After I bought the DLC, I had trouble going back to the game due to I need to do identically the same things to reach the required level (which was also a problem in Skyrim, although NV offered more "real choices that have consequences" than ES5, there were less npc with minor quests available. Quality over quantity I guess). Even the spawn points of roaming monsters are the same, so further playing became more about its system than for the story after a few runs, and NV wasn't really good at the gameplay department. Modding may also make it buggy, the game was nearly unplayable at its early stage...
How many characters will be there for an account? If we can have multiple characters (but still one toon under full training when log off), the special race can be added later with a requirement of one character at least obtaining enough capstones in order to be chosen from in creation screen. Other templates such as lich, werewolf/vampire affliction can be ingame contents introduced later.
Lots of video games with multiple paths feel rather like choose your own adventure books, you got the choices through the adventure but the outcomes are still determined by the writer (dev).
There was the D&D greyhawk adventure movie - scourge worlds that rather feel like the recent big rpg titles without the gameplay. Both of them got multiple choices the player get to choose from and offer different paths. It made me realize that choose your own adventure books, visual novels, and multiple paths games minus the combats are in the same vein.

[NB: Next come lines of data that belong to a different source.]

//! Error types for storage operations

use std::fmt;

/// Result type alias for storage operations
pub type StorageResult<T> = Result<T, StorageError>;

/// Errors that can occur during storage operations
#[derive(Debug)]
pub enum StorageError {
    /// Database connection failed
    ConnectionFailed(String),

    /// Database query failed
    QueryFailed(String),

    /// Schema creation failed
    MigrationFailed(String),

    /// Invalid configuration (e.g. a table prefix that is not a plain identifier)
    InvalidConfig(String),

    /// A requested row does not exist
    NotFound(String),

    /// I/O error reported by the database driver
    IoError(std::io::Error),
}

impl fmt::Display for StorageError {
    fn fmt(&self, f: &mut fmt::Formatter<'_>) -> fmt::Result {
        match self {
            StorageError::ConnectionFailed(msg) => {
                write!(f, "failed to connect to storage backend: {}", msg)
            }
            StorageError::QueryFailed(msg) => write!(f, "storage query failed: {}", msg),
            StorageError::MigrationFailed(msg) => write!(f, "schema creation failed: {}", msg),
            StorageError::InvalidConfig(msg) => write!(f, "invalid storage configuration: {}", msg),
            StorageError::NotFound(msg) => write!(f, "not found: {}", msg),
            StorageError::IoError(err) => write!(f, "I/O error: {}", err),
        }
    }
}

impl std::error::Error for StorageError {
    fn source(&self) -> Option<&(dyn std::error::Error + 'static)> {
        match self {
            StorageError::IoError(err) => Some(err),
            _ => None,
        }
    }
}

impl From<sqlx::Error> for StorageError {
    fn from(err: sqlx::Error) -> Self {
        match err {
            sqlx::Error::Io(io_err) => StorageError::IoError(io_err),
            sqlx::Error::RowNotFound => StorageError::NotFound("no rows found".to_string()),
            _ => StorageError::QueryFailed(err.to_string()),
        }
    }
}
//! Concurrency tests
//!
//! These tests verify thread-safety and concurrent operation:
//! - Many service timers writing through one storage handle
//! - Concurrent writes and reads from external callers
//! - Checks of one service never overlapping

use std::sync::Arc;
use std::sync::atomic::{AtomicUsize, Ordering};
use std::time::Duration;

use async_trait::async_trait;
use chrono::Utc;
use reqwest::Url;
use statuswatch::checker::{CheckOutcome, CheckRunner, ProbeOutcome, classify};
use statuswatch::{Monitor, Status};
use tempfile::tempdir;

use crate::helpers::*;

/// Runner that records the highest number of simultaneous checks
struct OverlapRunner {
    delay: Duration,
    running: AtomicUsize,
    max_running: AtomicUsize,
}

#[async_trait]
impl CheckRunner for OverlapRunner {
    async fn check(&self, _endpoint: &Url) -> CheckOutcome {
        let now = self.running.fetch_add(1, Ordering::SeqCst) + 1;
        self.max_running.fetch_max(now, Ordering::SeqCst);
        tokio::time::sleep(self.delay).await;
        self.running.fetch_sub(1, Ordering::SeqCst);
        classify(ProbeOutcome::Reachable)
    }
}

#[tokio::test(flavor = "multi_thread", worker_threads = 4)]
async fn test_many_services_share_one_database() {
    let temp_dir = tempdir().unwrap();
    let services = (0..10)
        .map(|i| {
            let mut service =
                service_config(&format!("svc-{i}"), "load", &format!("https://svc-{i}.example"));
            service.interval = 1;
            service
        })
        .collect();
    let mut config = file_config(&temp_dir.path().join("load.db"), services);
    config.history.retention = 3;

    let runner = FixedRunner::new(ProbeOutcome::Reachable);
    let mut monitor = Monitor::open_with_runner(&config, runner.clone())
        .await
        .unwrap();
    assert_eq!(monitor.start().await, 10);

    tokio::time::sleep(Duration::from_millis(4500)).await;

    let ids: Vec<i64> = monitor.list_services().await.iter().map(|s| s.id).collect();
    for id in &ids {
        let history = monitor.get_history(*id, 100).await;
        assert!(!history.is_empty());
        assert!(history.len() <= 3, "retention cap exceeded: {}", history.len());
    }
    assert!(runner.calls() >= 40);

    monitor.shutdown().await.unwrap();
}

#[tokio::test(flavor = "multi_thread", worker_threads = 4)]
async fn test_concurrent_record_check_calls() {
    let temp_dir = tempdir().unwrap();
    let config = file_config(
        &temp_dir.path().join("writes.db"),
        vec![service_config("api", "core", "https://api.example")],
    );
    let monitor = Arc::new(
        Monitor::open_with_runner(&config, FixedRunner::new(ProbeOutcome::Reachable))
            .await
            .unwrap(),
    );
    let id = monitor.find_service_id("api", "core").await.unwrap();

    let mut tasks = vec![];
    for _ in 0..50 {
        let monitor = monitor.clone();
        tasks.push(tokio::spawn(async move {
            monitor
                .record_check(id, Utc::now(), Status::Operational, None, None)
                .await
        }));
    }
    for _ in 0..10 {
        let monitor = monitor.clone();
        tasks.push(tokio::spawn(async move {
            monitor.get_history(id, 5).await;
            None
        }));
    }

    let mut written = 0;
    for task in tasks {
        if task.await.unwrap().is_some() {
            written += 1;
        }
    }
    assert_eq!(written, 50);
    assert_eq!(monitor.get_history(id, 100).await.len(), 50);

    let ids: Vec<i64> = monitor
        .get_history(id, 100)
        .await
        .iter()
        .map(|e| e.id)
        .collect();
    let mut unique = ids.clone();
    unique.sort_unstable();
    unique.dedup();
    assert_eq!(unique.len(), 50);

    match Arc::try_unwrap(monitor) {
        Ok(monitor) => monitor.shutdown().await.unwrap(),
        Err(_) => panic!("monitor still shared"),
    }
}

#[tokio::test(flavor = "multi_thread", worker_threads = 4)]
async fn test_checks_of_one_service_never_overlap() {
    let mut service = service_config("slow", "core", "https://slow.example");
    service.interval = 1;
    let runner = Arc::new(OverlapRunner {
        delay: Duration::from_millis(2500),
        running: AtomicUsize::new(0),
        max_running: AtomicUsize::new(0),
    });

    let mut monitor = Monitor::open_with_runner(&memory_config(vec![service]), runner.clone())
        .await
        .unwrap();
    monitor.start().await;

    let id = monitor.find_service_id("slow", "core").await.unwrap();
    tokio::time::sleep(Duration::from_millis(500)).await;

    // The timer's own check is in flight, so a manual one is refused.
    let manual = monitor
        .scheduler()
        .handle(id)
        .unwrap()
        .check_now()
        .await
        .unwrap();
    assert!(manual.is_none());

    tokio::time::sleep(Duration::from_millis(3000)).await;
    monitor.shutdown().await.unwrap();

    assert_eq!(runner.max_running.load(Ordering::SeqCst), 1);
}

That's why I enjoy games that are semi-sandbox like Taikou Rishhiden. While the historical events are scripted, they don't get triggered unless the conditions are met, and playing a different character can have a different view on the event. Some character may have the player as participant in said event, while other characters may just hear it as news talked by npcs, and it's possible to change multiple historical events by player's actions.
A sandbox with no player/npc triggered events makes me uninterested due to I find no reasons spending time in it. Unlike tabletop, there are little interactions if any with other players in a single player game, which made up the lack of stories/events in a sandbox game. While some people enjoy games for their gameplay, people like me may need to look for a reason in playing a said game. There may be simply no motivations for people who share the same thoughts as me when there are no likable stories / characters in a game once the player pass the new toy syndrome. Why would I want to spend time to dominate the game if there are no stories (events) or anyone I like.

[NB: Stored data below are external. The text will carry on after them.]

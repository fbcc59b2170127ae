//! Failure scenario tests
//!
//! These tests verify that:
//! - Unreachable services are recorded as OFFLINE, every time
//! - Probe failures never stop a service's timer
//! - Storage failures degrade to empty reads and dropped writes

use std::time::Duration;

use chrono::Utc;
use statuswatch::Status;
use statuswatch::history::HistoryStore;
use statuswatch::monitor::Monitor;
use statuswatch::storage::StorageBackend;
use statuswatch::storage::sqlite::SqliteBackend;
use std::sync::Arc;

use crate::helpers::*;

#[tokio::test]
async fn test_unreachable_service_records_offline_every_tick() {
    let port = closed_port().await;
    let mut service = service_config("api", "core", &format!("http://127.0.0.1:{port}"));
    service.interval = 1;
    let config = memory_config(vec![service]);

    let mut monitor = Monitor::open(&config).await.unwrap();
    monitor.start().await;
    let id = monitor.find_service_id("api", "core").await.unwrap();

    let monitor_ref = &monitor;
    let two_checks = wait_until(Duration::from_secs(4), || async move {
        monitor_ref.get_history(id, 10).await.len() >= 2
    })
    .await;
    assert!(two_checks, "timer should keep running after failed checks");

    for entry in monitor.get_history(id, 10).await {
        assert_eq!(entry.status, Status::Offline);
        assert_eq!(entry.error.as_deref(), Some("Failed to connect to server."));
    }

    monitor.shutdown().await.unwrap();
}

#[tokio::test]
async fn test_record_check_for_unknown_service_is_dropped() {
    let monitor = Monitor::open(&memory_config(vec![])).await.unwrap();

    let written = monitor
        .record_check(999, Utc::now(), Status::Offline, None, None)
        .await;
    assert_eq!(written, None);
    assert_eq!(monitor.prune_history(999, 5).await, 0);

    monitor.shutdown().await.unwrap();
}

#[tokio::test]
async fn test_history_store_survives_closed_backend() {
    let backend = Arc::new(SqliteBackend::in_memory("").await.unwrap());
    let store = HistoryStore::new(backend.clone());
    backend.close().await.unwrap();

    assert_eq!(
        store.append(1, Utc::now(), Status::Operational, None, None).await,
        None
    );
    assert!(store.recent(1, 10).await.is_empty());
}

#[tokio::test]
async fn test_unwritable_database_path_is_fatal() {
    let dir = tempfile::tempdir().unwrap();
    let bad_path = dir.path().join("missing-dir").join("status.db");
    let config = file_config(&bad_path, vec![service_config("a", "g", "https://a.example")]);

    assert!(Monitor::open(&config).await.is_err());
}
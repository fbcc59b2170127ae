//! Check runner - probes one endpoint and classifies the result
//!
//! ## Layers
//!
//! ```text
//! resolve + TCP connect ──fail──> OFFLINE  ("Failed to connect to server.")
//!        │ ok
//!        ├── http  ─────────────> OPERATIONAL
//!        └── https ─ TLS handshake + chain validation
//!                      ├── ok ────────> OPERATIONAL (even if the HTTP exchange fails)
//!                      ├── failed ────> LIMITED  (error = underlying TLS message)
//!                      └── timed out ─> OFFLINE
//! ```
//!
//! The transport layer is probed first so that a host with a broken
//! certificate is never reported as unreachable. Certificate validity
//! (expired / not yet valid) is enforced by the rustls webpki verifier for
//! every certificate on the path to a trusted root.
//!
//! Probing and classification are split: `HttpCheckRunner` produces a
//! `ProbeOutcome`, and `classify` turns it into a `CheckOutcome` without
//! touching the network.

use std::error::Error as StdError;
use std::fmt;
use std::io;
use std::time::Duration;

use async_trait::async_trait;
use reqwest::redirect::Policy;
use reqwest::{Certificate, Url};
use tokio::net::{TcpStream, lookup_host};
use tokio::time::timeout;
use tracing::{debug, instrument, trace};

use crate::storage::Status;

/// Error recorded for every transport-level failure
pub const CONNECT_FAILURE_MESSAGE: &str = "Failed to connect to server.";

/// Coarse reason for a failed probe, stored as the entry's possible cause
#[derive(Debug, Clone, Copy, PartialEq, Eq)]
pub enum FailureCause {
    NameResolution,
    ConnectionRefused,
    TimedOut,
    Unreachable,
    CertificateRejected,
    HandshakeFailed,
}

impl fmt::Display for FailureCause {
    fn fmt(&self, f: &mut fmt::Formatter<'_>) -> fmt::Result {
        let text = match self {
            FailureCause::NameResolution => "name resolution failed",
            FailureCause::ConnectionRefused => "connection refused",
            FailureCause::TimedOut => "timed out",
            FailureCause::Unreachable => "unreachable",
            FailureCause::CertificateRejected => "certificate rejected",
            FailureCause::HandshakeFailed => "handshake failed",
        };
        f.write_str(text)
    }
}

/// What happened on the wire, before classification
#[derive(Debug, Clone, PartialEq, Eq)]
pub enum ProbeOutcome {
    /// Connected, and the TLS handshake (if any) succeeded
    Reachable,

    /// Connected, but the TLS layer refused the peer
    TlsRejected { message: String, cause: FailureCause },

    /// Could not reach the endpoint at the transport level
    Unreachable(FailureCause),
}

/// Classified result of one check
#[derive(Debug, Clone, PartialEq, Eq)]
pub struct CheckOutcome {
    pub status: Status,
    pub error: Option<String>,
    pub possible_cause: Option<String>,
}

/// Map a probe outcome to a status
pub fn classify(outcome: ProbeOutcome) -> CheckOutcome {
    match outcome {
        ProbeOutcome::Reachable => CheckOutcome {
            status: Status::Operational,
            error: None,
            possible_cause: None,
        },
        ProbeOutcome::TlsRejected { message, cause } => CheckOutcome {
            status: Status::Limited,
            error: Some(message),
            possible_cause: Some(cause.to_string()),
        },
        ProbeOutcome::Unreachable(cause) => CheckOutcome {
            status: Status::Offline,
            error: Some(CONNECT_FAILURE_MESSAGE.to_string()),
            possible_cause: Some(cause.to_string()),
        },
    }
}

/// Something that can check an endpoint
///
/// Implementations never fail: every problem is folded into the outcome.
#[async_trait]
pub trait CheckRunner: Send + Sync {
    async fn check(&self, endpoint: &Url) -> CheckOutcome;
}

/// Production check runner: raw TCP connect, then a rustls handshake for https
pub struct HttpCheckRunner {
    client: reqwest::Client,
    timeout: Duration,
}

impl HttpCheckRunner {
    /// Create a runner whose connect and handshake are each bounded by `timeout`
    pub fn new(timeout: Duration) -> anyhow::Result<Self> {
        Self::with_root_certificates(timeout, Vec::new())
    }

    /// Same as `new`, additionally trusting the given root certificates
    pub fn with_root_certificates(
        timeout: Duration,
        roots: Vec<Certificate>,
    ) -> anyhow::Result<Self> {
        // The whole request gets more time than the connect phase, so a
        // timeout during the handshake is always reported as a connect error.
        let mut builder = reqwest::Client::builder()
            .use_rustls_tls()
            .connect_timeout(timeout)
            .timeout(timeout * 2)
            .redirect(Policy::none());
        for root in roots {
            builder = builder.add_root_certificate(root);
        }

        Ok(Self {
            client: builder.build()?,
            timeout,
        })
    }

    /// Probe the endpoint without classifying
    #[instrument(skip(self), fields(endpoint = %endpoint))]
    pub async fn probe(&self, endpoint: &Url) -> ProbeOutcome {
        if let Err(cause) = self.connect(endpoint).await {
            return ProbeOutcome::Unreachable(cause);
        }

        if endpoint.scheme() != "https" {
            return ProbeOutcome::Reachable;
        }

        // reqwest reports everything up to and including the handshake as a
        // connect error. Anything after that means the handshake and chain
        // validation passed.
        match self.client.head(endpoint.clone()).send().await {
            Ok(response) => {
                trace!("handshake ok, status {}", response.status());
                ProbeOutcome::Reachable
            }
            Err(e) if e.is_connect() && e.is_timeout() => {
                debug!("handshake timed out: {e:#}");
                ProbeOutcome::Unreachable(FailureCause::TimedOut)
            }
            Err(e) if e.is_connect() => handshake_failure(&e),
            Err(e) => {
                debug!("handshake ok, request failed: {e:#}");
                ProbeOutcome::Reachable
            }
        }
    }

    async fn connect(&self, endpoint: &Url) -> Result<(), FailureCause> {
        let host = endpoint
            .host_str()
            .map(|h| h.trim_start_matches('[').trim_end_matches(']'))
            .ok_or(FailureCause::NameResolution)?;
        let port = endpoint
            .port_or_known_default()
            .ok_or(FailureCause::Unreachable)?;

        let addrs: Vec<_> = match timeout(self.timeout, lookup_host((host, port))).await {
            Err(_) => return Err(FailureCause::TimedOut),
            Ok(Err(e)) => {
                debug!("failed to resolve {host}: {e}");
                return Err(FailureCause::NameResolution);
            }
            Ok(Ok(addrs)) => addrs.collect(),
        };
        if addrs.is_empty() {
            return Err(FailureCause::NameResolution);
        }

        match timeout(self.timeout, TcpStream::connect(addrs.as_slice())).await {
            Err(_) => Err(FailureCause::TimedOut),
            Ok(Err(e)) => {
                debug!("failed to connect to {host}:{port}: {e}");
                Err(io_failure_cause(&e))
            }
            Ok(Ok(_stream)) => Ok(()),
        }
    }
}

#[async_trait]
impl CheckRunner for HttpCheckRunner {
    async fn check(&self, endpoint: &Url) -> CheckOutcome {
        classify(self.probe(endpoint).await)
    }
}

fn io_failure_cause(err: &io::Error) -> FailureCause {
    match err.kind() {
        io::ErrorKind::ConnectionRefused => FailureCause::ConnectionRefused,
        io::ErrorKind::TimedOut => FailureCause::TimedOut,
        _ => FailureCause::Unreachable,
    }
}

/// Classify a failure that happened after the TCP connect but before any response
///
/// The transport was reachable a moment ago, so unless the connection is now
/// refused outright this is a TLS problem.
fn handshake_failure(err: &(dyn StdError + 'static)) -> ProbeOutcome {
    if let Some(tls) = find_rustls_error(err) {
        return ProbeOutcome::TlsRejected {
            message: tls.to_string(),
            cause: match tls {
                rustls::Error::InvalidCertificate(_) => FailureCause::CertificateRejected,
                _ => FailureCause::HandshakeFailed,
            },
        };
    }

    let chain = error_chain(err);
    let refused = chain.iter().any(|e| {
        e.downcast_ref::<io::Error>()
            .is_some_and(|io| io.kind() == io::ErrorKind::ConnectionRefused)
    });
    if refused {
        return ProbeOutcome::Unreachable(FailureCause::ConnectionRefused);
    }

    let message = chain
        .last()
        .map(|e| e.to_string())
        .unwrap_or_else(|| err.to_string());
    ProbeOutcome::TlsRejected {
        message,
        cause: FailureCause::HandshakeFailed,
    }
}

/// Every error in a chain, outermost first
///
/// TLS failures reach us wrapped in one or more `io::Error`s, whose `source()`
/// skips the wrapped error itself, so those are unwrapped by hand.
fn error_chain<'a>(err: &'a (dyn StdError + 'static)) -> Vec<&'a (dyn StdError + 'static)> {
    let mut chain = Vec::new();
    let mut next = Some(err);

    while let Some(current) = next {
        chain.push(current);
        next = match current.downcast_ref::<io::Error>().and_then(io::Error::get_ref) {
            Some(inner) => Some(inner as &(dyn StdError + 'static)),
            None => current.source(),
        };
    }

    chain
}

/// Find a rustls error anywhere in an error chain
fn find_rustls_error<'a>(err: &'a (dyn StdError + 'static)) -> Option<&'a rustls::Error> {
    error_chain(err)
        .into_iter()
        .find_map(|e| e.downcast_ref::<rustls::Error>())
}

I still read visual novels time to time due to the same reasons, found myself having little to no interest in most influential novels, movies, and other mediums. Les Miserable no longer felt that depressing when I grew up and see the real world around me, for example. If I want dark and gloomy, gritty natures for thoughts, I can just turn on TV or read news (local television programs prefer to broadcast ill events or brainwashing political viewpoints, especially when 90% of television sponsors are by corporations that are under China government's control in my country, despite I ain't even in China).
Escapism and depth don't click on each other in such situation, so I would choose materials that resonate with me. These may be treated as inferior creations by the majority but I'm happy with them as long as the companies can manage to survive and produce them within the M-shaped society I'm in.

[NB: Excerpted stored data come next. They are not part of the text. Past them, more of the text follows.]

use axum::body::Body;
use axum::http::{header, Request, StatusCode};
use encephalic_dsp::{demo_recording, write_recording, Recording, SyntheticConfig};
use encephalic_server::{
    create_router, AppState, EdfSource, InMemorySource, RecordingSource, ServerConfig,
    ServiceError,
};
use http_body_util::BodyExt;
use std::sync::Arc;
use tower::ServiceExt;

fn demo() -> Recording {
    demo_recording(&SyntheticConfig {
        duration: 10.0,
        sfreq: 128.0,
        seed: 1,
    })
    .expect("demo recording")
}

fn state_with(source: Arc<dyn RecordingSource>) -> Arc<AppState> {
    Arc::new(AppState::new(ServerConfig::default(), source))
}

fn loaded_state() -> Arc<AppState> {
    let state = state_with(Arc::new(InMemorySource::new(demo())));
    state.loader.load().expect("load");
    state
}

async fn send(router: axum::Router, uri: &str) -> (StatusCode, axum::http::HeaderMap, Vec<u8>) {
    let response = router
        .oneshot(Request::builder().uri(uri).body(Body::empty()).unwrap())
        .await
        .expect("Failed to send request");
    let status = response.status();
    let headers = response.headers().clone();
    let body = response.into_body().collect().await.unwrap().to_bytes().to_vec();
    (status, headers, body)
}

async fn send_json(router: axum::Router, uri: &str) -> (StatusCode, serde_json::Value) {
    let (status, _, body) = send(router, uri).await;
    let json = serde_json::from_slice(&body).unwrap_or(serde_json::json!({}));
    (status, json)
}

#[tokio::test]
async fn test_health_before_and_after_load() {
    let state = state_with(Arc::new(InMemorySource::new(demo())));
    let router = create_router(state.clone());

    let (status, json) = send_json(router.clone(), "/api/health").await;
    assert_eq!(status, StatusCode::OK);
    assert_eq!(json["status"], "healthy");
    assert_eq!(json["data_loaded"], false);
    assert_eq!(json["loader_state"], "not_started");

    state.loader.load().unwrap();
    let (_, json) = send_json(router, "/api/health").await;
    assert_eq!(json["data_loaded"], true);
    assert_eq!(json["loader_state"], "ready");
}

#[tokio::test]
async fn test_data_endpoints_unavailable_while_initializing() {
    let router = create_router(state_with(Arc::new(InMemorySource::new(demo()))));
    for uri in [
        "/api/eeg-info",
        "/api/eeg-data",
        "/api/eeg-psd",
        "/api/eeg-bands",
        "/api/eeg-topomap/1.0",
    ] {
        let (status, json) = send_json(router.clone(), uri).await;
        assert_eq!(status, StatusCode::SERVICE_UNAVAILABLE, "{}", uri);
        assert!(json["error"].is_string(), "{}", uri);
    }
}

struct EmptySource;

impl RecordingSource for EmptySource {
    fn load(&self) -> Result<Recording, ServiceError> {
        Err(ServiceError::NoChannels {
            sensor: "EEG".to_string(),
        })
    }

    fn describe(&self) -> String {
        "empty".to_string()
    }
}

#[tokio::test]
async fn test_failed_load_reports_503() {
    let state = state_with(Arc::new(EmptySource));
    assert!(state.loader.load().is_err());
    let router = create_router(state);

    let (status, json) = send_json(router.clone(), "/api/eeg-psd").await;
    assert_eq!(status, StatusCode::SERVICE_UNAVAILABLE);
    assert!(json["error"].as_str().unwrap().contains("EEG"));

    let (status, json) = send_json(router, "/api/health").await;
    assert_eq!(status, StatusCode::OK);
    assert_eq!(json["loader_state"], "failed");
}

#[tokio::test]
async fn test_eeg_info() {
    let router = create_router(loaded_state());
    let (status, json) = send_json(router, "/api/eeg-info").await;
    assert_eq!(status, StatusCode::OK);
    assert_eq!(json["n_channels"], 20);
    assert_eq!(json["n_samples"], 1280);
    assert_eq!(json["sampling_freq"], 128.0);
    assert_eq!(json["channel_names"][0], "Fp1");
}

#[tokio::test]
async fn test_eeg_data_window() {
    let router = create_router(loaded_state());

    let (status, json) = send_json(router.clone(), "/api/eeg-data?tmin=1&tmax=2").await;
    assert_eq!(status, StatusCode::OK);
    assert_eq!(json["times"].as_array().unwrap().len(), 128);
    assert_eq!(json["labels"].as_array().unwrap().len(), 20);
    assert_eq!(json["data"][0].as_array().unwrap().len(), 128);
    assert_eq!(json["sfreq"], 128.0);

    // Defaults to [0, 10], clamped to the recording's 9.99 s
    let (status, json) = send_json(router, "/api/eeg-data").await;
    assert_eq!(status, StatusCode::OK);
    assert_eq!(json["times"].as_array().unwrap().len(), 1280);
}

#[tokio::test]
async fn test_eeg_data_rejects_bad_ranges() {
    let router = create_router(loaded_state());
    for uri in [
        "/api/eeg-data?tmin=abc",
        "/api/eeg-data?tmin=5&tmax=2",
        "/api/eeg-data?tmin=50&tmax=60",
        "/api/eeg-data?tmin=NaN",
        "/api/eeg-data?tmin=1.001&tmax=1.002",
    ] {
        let (status, json) = send_json(router.clone(), uri).await;
        assert_eq!(status, StatusCode::BAD_REQUEST, "{}", uri);
        assert!(json["error"].is_string());
    }
}

#[tokio::test]
async fn test_topomap_png_and_cache_headers() {
    let state = loaded_state();
    let router = create_router(state.clone());

    let (status, headers, body) = send(router.clone(), "/api/eeg-topomap/1.5").await;
    assert_eq!(status, StatusCode::OK);
    assert_eq!(headers[header::CONTENT_TYPE], "image/png");
    assert_eq!(headers[header::CACHE_CONTROL], "public, max-age=300");
    assert_eq!(&body[1..4], b"PNG");

    let (_, _, again) = send(router, "/api/eeg-topomap/1.501").await;
    assert_eq!(again, body);
    let stats = state.caches.stats().topomaps;
    assert_eq!((stats.hits, stats.entries), (1, 1));
}

#[tokio::test]
async fn test_topomap_rejects_non_numeric_time() {
    let router = create_router(loaded_state());
    let (status, json) = send_json(router, "/api/eeg-topomap/soon").await;
    assert_eq!(status, StatusCode::BAD_REQUEST);
    assert!(json["error"].is_string());
}

#[tokio::test]
async fn test_psd_and_bands() {
    let router = create_router(loaded_state());

    let (status, psd) = send_json(router.clone(), "/api/eeg-psd").await;
    assert_eq!(status, StatusCode::OK);
    let frequencies = psd["frequencies"].as_array().unwrap();
    assert!(frequencies.iter().all(|f| f.as_f64().unwrap() <= 50.0));
    assert_eq!(psd["psd"].as_array().unwrap().len(), frequencies.len());
    assert_eq!(psd["channel_psds"].as_array().unwrap().len(), 20);
    assert_eq!(psd["channel_names"].as_array().unwrap().len(), 20);

    let (status, bands) = send_json(router, "/api/eeg-bands").await;
    assert_eq!(status, StatusCode::OK);
    let keys: Vec<&String> = bands.as_object().unwrap().keys().collect();
    assert_eq!(keys.len(), 5);
    for band in ["delta", "theta", "alpha", "beta", "gamma"] {
        assert!(bands[band].as_f64().unwrap() >= 0.0, "{}", band);
    }
}

#[tokio::test]
async fn test_cache_stats_and_unknown_route() {
    let router = create_router(loaded_state());
    send(router.clone(), "/api/eeg-data?tmin=0&tmax=1").await;
    send(router.clone(), "/api/eeg-data?tmin=0&tmax=1").await;

    let (status, stats) = send_json(router.clone(), "/api/cache/stats").await;
    assert_eq!(status, StatusCode::OK);
    assert_eq!(stats["windows"]["hits"], 1);
    assert_eq!(stats["windows"]["entries"], 1);
    assert_eq!(stats["windows"]["capacity"], 1000);

    let (status, json) = send_json(router, "/api/does-not-exist").await;
    assert_eq!(status, StatusCode::NOT_FOUND);
    assert_eq!(json["error"], "Endpoint not found");
}

#[tokio::test]
async fn test_edf_source_end_to_end() {
    let dir = tempfile::tempdir().unwrap();
    let path = dir.path().join("sample_eeg.edf");
    write_recording(&path, &demo()).unwrap();

    let config = ServerConfig {
        data_file: path.clone(),
        ..ServerConfig::default()
    };
    let source = Arc::new(EdfSource::new(path, config.sensor_selection));
    let state = Arc::new(AppState::new(config, source));
    let loader = state.loader.clone();
    tokio::task::spawn_blocking(move || loader.load())
        .await
        .unwrap()
        .unwrap();

    let (status, json) = send_json(create_router(state), "/api/eeg-info").await;
    assert_eq!(status, StatusCode::OK);
    assert_eq!(json["n_channels"], 19);
}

Civilization 4 got memory problems though, and it's a mod. Cannot remember but did it have victory conditions equivalent to space / culture / diplomatic victory?
I would argue that romance of three kingdom & king arthur are grand strategy games, the prior is focused on combat especially in later installment. The only thing you did in 11 was build up resources then going into war using a similar setup like Nobugana's ambition 12. Nobugana's ambition 10th installment was the only one in koei's "recent" games that don't require much wars, and that's like 10 years ago.
King arthur (well, 2 at least from my memory)was a railroaded rpg style of game that use RTS combat like total war, and it failed hard in the combat department despite that's what the title focused on.
Haven't had my hands on elemental / warlock so cannot tell, hope they're what I'm looking for.
I took the quiz and got this.
You Are A:
Chaotic Neutral Human Barbarian (4th Level)
Seriously, a high WIS barbarian with all other stats falling in the range of average or below? Require professional assistance in customizing a variable build for real life challenge!!!
Heroes of might and magic felt rather RPGish and railroaded from my experience. I remember in 3, many if not most stages require rushing of some form.
> from wiki >
Grand strategy expanded on the traditional idea of strategy in three ways: first, expanding strategy beyond military means to also include diplomatic, financial, economic, informational, etc; second, examining internal in addition to external forces - taking to account both the various instruments of power and the internal policies necessary for their implementation (conscription, for example); third, including periods of peacetime in addition to wartime.
Scott Betts wrote:
I can simply point out the presence of random genre such as grand strategy games in fantasy settings is nearly none-existant.. don't think any exist, there are mods for grand strategy to make them fantasy setting but actual games, none that I know of.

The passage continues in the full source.